达妙人形强化学习仓库

Installation

Generate a new Python virtual environment with Python 3.8 using conda create -n myenv python=3.8.
For the best performance, we recommend using NVIDIA driver version 525 sudo apt install nvidia-driver-525. The minimal driver version supported is 515. If you're unable to install version 525, ensure that your system has at least version 515 to maintain basic functionality.
Install PyTorch 1.13 with Cuda-11.7:
- conda install pytorch==1.13.1 torchvision==0.14.1 torchaudio==0.13.1 pytorch-cuda=11.7 -c pytorch -c nvidia
Install numpy-1.23 with conda install numpy=1.23.
Install Isaac Gym:
- Download and install Isaac Gym Preview 4 from https://developer.nvidia.com/isaac-gym.
- cd isaacgym/python && pip install -e .
- Run an example with cd examples && python 1080_balls_of_solitude.py.
- Consult isaacgym/docs/index.html for troubleshooting.
Install humanoid-gym:
- Clone this repository.
- pip install -e .

Usage Guide

Examples

# Launching PPO Policy Training for 'v1' Across 4096 Environments
# This command initiates the PPO algorithm-based training for the humanoid task.
python scripts/train.py --task=DM_ppo --run_name v1 --headless --num_envs 4096

# Evaluating the Trained PPO Policy 'v1'
# This command loads the 'v1' policy for performance assessment in its environment. 
# Additionally, it automatically exports a JIT model, suitable for deployment purposes.
python scripts/play.py --task=humanoid_ppo --run_name v1

# Implementing Simulation-to-Simulation Model Transformation
# This command facilitates a sim-to-sim transformation using exported 'v1' policy.
python scripts/sim2sim.py --load_model /path/to/logs/DM_ppo/exported/policies/policy_1.pt

# Run our trained policy
python scripts/sim2sim.py --load_model /path/to/logs/DM_ppo/exported/policies/policy_example.pt

1. Default Tasks

humanoid_ppo
- Purpose: Baseline, PPO policy, Multi-frame low-level control
- Observation Space: Variable $(47 \times H)$ dimensions, where $H$ is the number of frames
- $[O_{t-H} ... O_t]$
- Privileged Information: $73$ dimensions
humanoid_dwl (coming soon)

2. PPO Policy

Training Command: For training the PPO policy, execute:

python humanoid/scripts/train.py --task=DM_ppo --load_run log_file_path --name run_name

Running a Trained Policy: To deploy a trained PPO policy, use:

python humanoid/scripts/play.py --task=DM_ppo --load_run log_file_path --name run_name

By default, the latest model of the last run from the experiment folder is loaded.
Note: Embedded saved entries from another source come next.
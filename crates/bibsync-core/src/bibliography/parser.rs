//! BibTeX source parser built on nom
//!
//! Handles the subset of BibTeX a reference manager writes:
//! - `@string` macros (plus the builtin month abbreviations)
//! - `@preamble` and `@comment` blocks, which are skipped
//! - braced or parenthesised entry bodies
//! - braced, quoted, numeric and macro field values, joined with `#`
//!
//! Text between blocks is ignored. A block that fails to parse is recorded by
//! line number and parsing resumes at the next `@`.

use std::collections::HashMap;

use nom::{
    branch::alt,
    bytes::complete::take_while1,
    character::complete::{char, multispace0},
    combinator::map,
    IResult,
};

/// An entry exactly as written in the source
#[derive(Debug, Clone, PartialEq, Eq)]
pub(crate) struct RawEntry {
    pub entry_type: String,
    pub cite_key: String,
    /// Field names are lower-cased; values keep their braces and escapes
    pub fields: Vec<(String, String)>,
    pub line: usize,
}

impl RawEntry {
    pub fn field(&self, name: &str) -> Option<&str> {
        self.fields
            .iter()
            .find(|(key, _)| key == name)
            .map(|(_, value)| value.as_str())
    }
}

#[derive(Debug, Default)]
pub(crate) struct ParsedSource {
    pub entries: Vec<RawEntry>,
    /// 1-based lines of blocks that could not be parsed
    pub failed_lines: Vec<usize>,
}

enum Block {
    Entry(RawEntry),
    Macro(String, String),
    Ignored,
}

pub(crate) fn parse_source(input: &str) -> ParsedSource {
    let mut parsed = ParsedSource::default();
    let mut macros = builtin_macros();
    let mut remaining = input;

    while let Some(at) = remaining.find('@') {
        let block = &remaining[at..];
        let line = line_of(input, block);

        match parse_block(block, &macros) {
            Ok((rest, Block::Entry(mut entry))) => {
                entry.line = line;
                parsed.entries.push(entry);
                remaining = rest;
            }
            Ok((rest, Block::Macro(name, value))) => {
                macros.insert(name, value);
                remaining = rest;
            }
            Ok((rest, Block::Ignored)) => remaining = rest,
            Err(_) => {
                parsed.failed_lines.push(line);
                remaining = &block[1..];
            }
        }
    }

    parsed
}

fn line_of(input: &str, suffix: &str) -> usize {
    let offset = input.len() - suffix.len();
    input[..offset].matches('\n').count() + 1
}

fn builtin_macros() -> HashMap<String, String> {
    [
        ("jan", "January"),
        ("feb", "February"),
        ("mar", "March"),
        ("apr", "April"),
        ("may", "May"),
        ("jun", "June"),
        ("jul", "July"),
        ("aug", "August"),
        ("sep", "September"),
        ("oct", "October"),
        ("nov", "November"),
        ("dec", "December"),
    ]
    .into_iter()
    .map(|(k, v)| (k.to_string(), v.to_string()))
    .collect()
}

fn parse_block<'a>(input: &'a str, macros: &HashMap<String, String>) -> IResult<&'a str, Block> {
    let (rest, _) = char('@')(input)?;
    let (rest, _) = multispace0(rest)?;
    let (rest, kind) = take_while1(|c: char| c.is_ascii_alphanumeric())(rest)?;
    let (rest, _) = multispace0(rest)?;

    match kind.to_ascii_lowercase().as_str() {
        "comment" => {
            let rest = skip_comment(rest);
            Ok((rest, Block::Ignored))
        }
        "preamble" => {
            let (rest, close) = open_body(rest)?;
            let (rest, _) = multispace0(rest)?;
            let (rest, _) = field_value(rest, macros)?;
            let (rest, _) = multispace0(rest)?;
            let (rest, _) = char(close)(rest)?;
            Ok((rest, Block::Ignored))
        }
        "string" => {
            let (rest, close) = open_body(rest)?;
            let (rest, _) = multispace0(rest)?;
            let (rest, (name, value)) = field(rest, macros)?;
            let (rest, _) = multispace0(rest)?;
            let (rest, _) = char(close)(rest)?;
            Ok((rest, Block::Macro(name, value)))
        }
        _ => {
            let (rest, entry) = entry_body(rest, kind, macros)?;
            Ok((rest, Block::Entry(entry)))
        }
    }
}

/// `@comment{...}` skips a balanced group, otherwise the rest of the line
fn skip_comment(input: &str) -> &str {
    if let Ok((rest, _)) = braced(input) {
        return rest;
    }
    let end = input.find('\n').unwrap_or(input.len());
    &input[end..]
}

/// Opening delimiter of a block body; returns the matching closer
fn open_body(input: &str) -> IResult<&str, char> {
    alt((map(char('{'), |_| '}'), map(char('('), |_| ')')))(input)
}

fn is_cite_key_char(c: char) -> bool {
    !c.is_whitespace() && !",{}()=\"#%".contains(c)
}

fn is_name_char(c: char) -> bool {
    c.is_ascii_alphanumeric() || "_-.:".contains(c)
}

fn entry_body<'a>(
    input: &'a str,
    kind: &str,
    macros: &HashMap<String, String>,
) -> IResult<&'a str, RawEntry> {
    let (rest, close) = open_body(input)?;
    let (rest, _) = multispace0(rest)?;
    let (rest, cite_key) = take_while1(is_cite_key_char)(rest)?;
    let (rest, _) = multispace0(rest)?;
    let mut remaining = rest.strip_prefix(',').unwrap_or(rest);

    let mut entry = RawEntry {
        entry_type: kind.to_ascii_lowercase(),
        cite_key: cite_key.to_string(),
        fields: Vec::new(),
        line: 0,
    };

    loop {
        let (rest, _) = multispace0(remaining)?;
        if let Some(rest) = rest.strip_prefix(close) {
            return Ok((rest, entry));
        }

        let (rest, pair) = field(rest, macros)?;
        entry.fields.push(pair);

        let (rest, _) = multispace0(rest)?;
        remaining = rest.strip_prefix(',').unwrap_or(rest);
    }
}

/// `name = value`, with the name lower-cased
fn field<'a>(
    input: &'a str,
    macros: &HashMap<String, String>,
) -> IResult<&'a str, (String, String)> {
    let (rest, name) = take_while1(is_name_char)(input)?;
    let (rest, _) = multispace0(rest)?;
    let (rest, _) = char('=')(rest)?;
    let (rest, _) = multispace0(rest)?;
    let (rest, value) = field_value(rest, macros)?;

    Ok((rest, (name.to_ascii_lowercase(), value)))
}

/// One or more value parts joined with `#`
fn field_value<'a>(input: &'a str, macros: &HashMap<String, String>) -> IResult<&'a str, String> {
    let mut value = String::new();
    let mut remaining = input;

    loop {
        let (rest, part) = alt((
            map(braced, |inner: &str| inner.to_string()),
            map(quoted, |inner: &str| inner.to_string()),
            map(take_while1(|c: char| c.is_ascii_digit()), |s: &str| {
                s.to_string()
            }),
            map(take_while1(is_name_char), |name: &str| {
                macros
                    .get(&name.to_ascii_lowercase())
                    .cloned()
                    .unwrap_or_else(|| name.to_string())
            }),
        ))(remaining)?;
        value.push_str(&part);

        let (rest, _) = multispace0(rest)?;
        match rest.strip_prefix('#') {
            Some(next) => {
                let (next, _) = multispace0(next)?;
                remaining = next;
            }
            None => return Ok((rest, value)),
        }
    }
}

fn delimiter_error(input: &str) -> nom::Err<nom::error::Error<&str>> {
    nom::Err::Error(nom::error::Error::new(input, nom::error::ErrorKind::Char))
}

/// `{...}` with nesting; yields the text between the outer braces
fn braced(input: &str) -> IResult<&str, &str> {
    if !input.starts_with('{') {
        return Err(delimiter_error(input));
    }

    let bytes = input.as_bytes();
    let mut depth = 0usize;
    let mut pos = 0;

    while pos < bytes.len() {
        match bytes[pos] {
            b'{' => depth += 1,
            b'}' => {
                depth -= 1;
                if depth == 0 {
                    return Ok((&input[pos + 1..], &input[1..pos]));
                }
            }
            b'\\' => pos += 1,
            _ => {}
        }
        pos += 1;
    }

    Err(delimiter_error(input))
}

/// `"..."`; quotes nested inside braces do not terminate the value
fn quoted(input: &str) -> IResult<&str, &str> {
    if !input.starts_with('"') {
        return Err(delimiter_error(input));
    }

    let bytes = input.as_bytes();
    let mut depth = 0usize;
    let mut pos = 1;

    while pos < bytes.len() {
        match bytes[pos] {
            b'"' if depth == 0 => return Ok((&input[pos + 1..], &input[1..pos])),
            b'{' => depth += 1,
            b'}' => depth = depth.saturating_sub(1),
            b'\\' => pos += 1,
            _ => {}
        }
        pos += 1;
    }

    Err(delimiter_error(input))
}
//! bibsync binary
//!
//! Syncs a BibTeX file into a Notion database. Credentials are read from
//! `NOTION_TOKEN` and `DATABASE_IDENTIFIER`.

use std::path::PathBuf;

use bibsync_core::config::{DEFAULT_BIB_PATH, DEFAULT_SNAPSHOT_PATH};
use bibsync_core::{run_sync, NotionClient, SyncConfig};
use clap::Parser;
use tracing::warn;
use tracing_subscriber::EnvFilter;

#[derive(Parser, Debug)]
#[command(name = "bibsync", version, about = "Sync a BibTeX bibliography into a Notion database")]
struct Cli {
    /// BibTeX file to read
    #[arg(long, default_value = DEFAULT_BIB_PATH)]
    bib: PathBuf,

    /// Snapshot of the last synced values
    #[arg(long, default_value = DEFAULT_SNAPSHOT_PATH)]
    snapshot: PathBuf,

    /// Override the Notion API root
    #[arg(long)]
    api_base: Option<String>,

    /// Per-request timeout in seconds
    #[arg(long, default_value_t = 30, value_parser = clap::value_parser!(u64).range(1..))]
    timeout: u64,

    /// Log at debug level (RUST_LOG takes precedence)
    #[arg(short, long)]
    verbose: bool,
}

fn main() -> Result<(), Box<dyn std::error::Error>> {
    let cli = Cli::parse();
    init_logging(cli.verbose);

    let mut config = SyncConfig::from_env()?;
    config.bib_path = cli.bib;
    config.snapshot_path = cli.snapshot;
    config.notion.timeout_secs = cli.timeout;
    if let Some(api_base) = cli.api_base {
        config.notion.api_base = api_base;
    }

    let client = NotionClient::new(config.notion.clone())?;
    let report = run_sync(&config, &client)?;

    if !report.failed.is_empty() {
        warn!(
            "{} entries were not synced and will be retried next run: {}",
            report.failed.len(),
            report.failed.join(", ")
        );
    }

    Ok(())
}

fn init_logging(verbose: bool) {
    let default_level = if verbose { "debug" } else { "info" };
    let filter =
        EnvFilter::try_from_default_env().unwrap_or_else(|_| EnvFilter::new(default_level));

    tracing_subscriber::fmt()
        .with_env_filter(filter)
        .with_target(false)
        .init();
}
However, other run iterations/models can be selected by adjusting load_run and checkpoint in the training config.

3. Sim-to-sim

Please note: Before initiating the sim-to-sim process, ensure that you run play.py to export a JIT policy.
Mujoco-based Sim2Sim Deployment: Utilize Mujoco for executing simulation-to-simulation (sim2sim) deployments with the command below:
```
python scripts/sim2sim.py --load_model /path/to/export/model.pt
```

4. Parameters

CPU and GPU Usage: To run simulations on the CPU, set both --sim_device=cpu and --rl_device=cpu. For GPU operations, specify --sim_device=cuda:{0,1,2...} and --rl_device={0,1,2...} accordingly. Please note that CUDA_VISIBLE_DEVICES is not applicable, and it's essential to match the --sim_device and --rl_device settings.
Headless Operation: Include --headless for operations without rendering.
Rendering Control: Press 'v' to toggle rendering during training.
Policy Location: Trained policies are saved in humanoid/logs/<experiment_name>/<date_time>_<run_name>/model_<iteration>.pt.

5. Command-Line Arguments

For RL training, please refer to humanoid/utils/helpers.py#L161. For the sim-to-sim process, please refer to humanoid/scripts/sim2sim.py#L169.

Code Structure

Every environment hinges on an env file (legged_robot.py) and a configuration file (legged_robot_config.py). The latter houses two classes: LeggedRobotCfg (encompassing all environmental parameters) and LeggedRobotCfgPPO (denoting all training parameters).
Both env and config classes use inheritance.
Non-zero reward scales specified in cfg contribute a function of the corresponding name to the sum-total reward.
Tasks must be registered with task_registry.register(name, EnvClass, EnvConfig, TrainConfig). Registration may occur within envs/__init__.py, or outside of this repository.

Add a new environment

The base environment legged_robot constructs a rough terrain locomotion task. The corresponding configuration does not specify a robot asset (URDF/ MJCF) and no reward scales.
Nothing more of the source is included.